● **TASK DETAILS**: Look through the material below and copy every line containing the word "AppStartTime".

┌────────

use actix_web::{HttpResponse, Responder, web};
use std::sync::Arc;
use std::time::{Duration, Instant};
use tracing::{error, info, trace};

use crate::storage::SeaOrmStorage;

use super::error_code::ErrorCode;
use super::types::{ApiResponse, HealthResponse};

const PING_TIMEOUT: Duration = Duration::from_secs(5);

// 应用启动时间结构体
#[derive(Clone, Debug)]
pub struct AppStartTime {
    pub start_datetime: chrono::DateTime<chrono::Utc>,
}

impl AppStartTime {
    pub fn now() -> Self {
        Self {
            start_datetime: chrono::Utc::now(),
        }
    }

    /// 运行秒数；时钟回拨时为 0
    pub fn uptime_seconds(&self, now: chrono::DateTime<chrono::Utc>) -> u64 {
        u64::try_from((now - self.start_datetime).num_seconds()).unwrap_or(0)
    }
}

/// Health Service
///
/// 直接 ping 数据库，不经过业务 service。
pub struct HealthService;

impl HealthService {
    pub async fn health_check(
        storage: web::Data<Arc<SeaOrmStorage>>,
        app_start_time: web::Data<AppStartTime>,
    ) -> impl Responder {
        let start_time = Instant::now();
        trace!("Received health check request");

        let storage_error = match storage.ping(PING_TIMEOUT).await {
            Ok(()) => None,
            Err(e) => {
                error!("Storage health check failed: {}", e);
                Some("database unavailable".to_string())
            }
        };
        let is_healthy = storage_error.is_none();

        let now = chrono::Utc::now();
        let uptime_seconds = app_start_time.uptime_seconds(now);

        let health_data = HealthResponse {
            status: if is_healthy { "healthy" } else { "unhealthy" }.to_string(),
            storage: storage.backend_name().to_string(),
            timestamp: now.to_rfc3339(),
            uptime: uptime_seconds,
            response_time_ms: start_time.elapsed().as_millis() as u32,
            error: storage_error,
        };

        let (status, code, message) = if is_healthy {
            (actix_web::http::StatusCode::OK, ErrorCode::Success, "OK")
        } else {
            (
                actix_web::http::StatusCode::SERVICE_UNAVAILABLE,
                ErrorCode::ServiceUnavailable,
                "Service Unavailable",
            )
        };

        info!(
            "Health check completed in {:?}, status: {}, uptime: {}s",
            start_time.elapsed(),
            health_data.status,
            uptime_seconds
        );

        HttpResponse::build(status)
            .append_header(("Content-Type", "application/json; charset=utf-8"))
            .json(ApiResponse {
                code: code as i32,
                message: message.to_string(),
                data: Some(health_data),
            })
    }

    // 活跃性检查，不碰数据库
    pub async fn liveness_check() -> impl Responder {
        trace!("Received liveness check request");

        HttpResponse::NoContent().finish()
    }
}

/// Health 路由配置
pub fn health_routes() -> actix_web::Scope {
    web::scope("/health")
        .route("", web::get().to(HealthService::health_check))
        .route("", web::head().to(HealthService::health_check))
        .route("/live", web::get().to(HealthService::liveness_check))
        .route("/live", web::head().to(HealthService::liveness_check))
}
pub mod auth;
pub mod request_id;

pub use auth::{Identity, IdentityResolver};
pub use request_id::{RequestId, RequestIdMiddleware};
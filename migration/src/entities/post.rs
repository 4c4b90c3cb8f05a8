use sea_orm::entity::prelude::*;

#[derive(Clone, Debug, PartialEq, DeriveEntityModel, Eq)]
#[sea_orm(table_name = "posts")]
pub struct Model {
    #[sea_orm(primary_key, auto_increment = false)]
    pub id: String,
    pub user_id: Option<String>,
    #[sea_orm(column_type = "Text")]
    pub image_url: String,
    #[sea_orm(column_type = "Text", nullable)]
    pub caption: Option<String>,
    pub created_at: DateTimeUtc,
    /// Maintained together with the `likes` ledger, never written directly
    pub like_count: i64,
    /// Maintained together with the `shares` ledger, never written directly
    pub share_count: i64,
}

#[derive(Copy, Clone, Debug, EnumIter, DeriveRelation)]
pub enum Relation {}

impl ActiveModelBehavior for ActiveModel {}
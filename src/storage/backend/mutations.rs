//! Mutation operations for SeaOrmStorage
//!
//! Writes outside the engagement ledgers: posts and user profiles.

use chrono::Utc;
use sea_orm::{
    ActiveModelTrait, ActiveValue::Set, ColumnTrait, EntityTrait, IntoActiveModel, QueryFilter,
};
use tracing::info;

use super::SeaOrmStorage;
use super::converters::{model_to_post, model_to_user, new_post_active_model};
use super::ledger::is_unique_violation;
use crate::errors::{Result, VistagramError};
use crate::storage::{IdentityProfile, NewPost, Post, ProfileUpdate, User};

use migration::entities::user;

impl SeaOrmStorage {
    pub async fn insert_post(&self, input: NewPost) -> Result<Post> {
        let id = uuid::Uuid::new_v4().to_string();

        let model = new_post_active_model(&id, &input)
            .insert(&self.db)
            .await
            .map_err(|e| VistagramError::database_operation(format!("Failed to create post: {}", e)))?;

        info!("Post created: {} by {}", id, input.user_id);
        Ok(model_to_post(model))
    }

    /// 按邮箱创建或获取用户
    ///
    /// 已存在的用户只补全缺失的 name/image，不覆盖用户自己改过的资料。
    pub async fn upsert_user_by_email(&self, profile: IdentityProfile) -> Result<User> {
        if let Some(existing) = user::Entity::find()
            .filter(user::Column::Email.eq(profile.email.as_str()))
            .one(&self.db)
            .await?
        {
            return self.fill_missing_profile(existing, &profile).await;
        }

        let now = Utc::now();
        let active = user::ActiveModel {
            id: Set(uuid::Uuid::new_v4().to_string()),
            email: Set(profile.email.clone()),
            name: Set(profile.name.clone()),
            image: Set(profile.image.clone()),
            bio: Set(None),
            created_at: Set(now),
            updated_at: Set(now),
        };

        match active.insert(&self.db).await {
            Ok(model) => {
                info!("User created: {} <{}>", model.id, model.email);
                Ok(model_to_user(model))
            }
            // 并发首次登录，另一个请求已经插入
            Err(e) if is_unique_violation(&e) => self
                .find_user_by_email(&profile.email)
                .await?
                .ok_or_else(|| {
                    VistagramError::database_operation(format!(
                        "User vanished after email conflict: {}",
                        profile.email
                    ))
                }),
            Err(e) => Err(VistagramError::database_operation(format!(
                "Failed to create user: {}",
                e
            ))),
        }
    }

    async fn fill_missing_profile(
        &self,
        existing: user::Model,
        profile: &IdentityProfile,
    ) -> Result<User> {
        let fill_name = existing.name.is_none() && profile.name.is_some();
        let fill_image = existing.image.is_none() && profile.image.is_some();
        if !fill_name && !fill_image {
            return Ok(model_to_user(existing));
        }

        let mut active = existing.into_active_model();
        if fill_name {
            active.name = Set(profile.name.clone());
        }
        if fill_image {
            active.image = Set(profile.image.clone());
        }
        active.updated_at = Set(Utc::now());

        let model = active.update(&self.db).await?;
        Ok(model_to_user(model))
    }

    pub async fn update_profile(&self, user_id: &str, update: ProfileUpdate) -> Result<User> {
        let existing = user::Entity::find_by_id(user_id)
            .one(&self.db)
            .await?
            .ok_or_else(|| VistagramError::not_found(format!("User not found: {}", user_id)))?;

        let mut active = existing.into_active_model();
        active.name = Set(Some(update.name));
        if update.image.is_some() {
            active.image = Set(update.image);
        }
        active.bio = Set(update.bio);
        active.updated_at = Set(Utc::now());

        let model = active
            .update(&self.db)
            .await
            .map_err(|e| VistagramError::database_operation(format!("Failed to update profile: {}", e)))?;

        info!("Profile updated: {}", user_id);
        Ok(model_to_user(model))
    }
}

└────────

● **SOLUTION FOR THIS EXERCISE**:
pub struct AppStartTime {
impl AppStartTime {
        app_start_time: web::Data<AppStartTime>,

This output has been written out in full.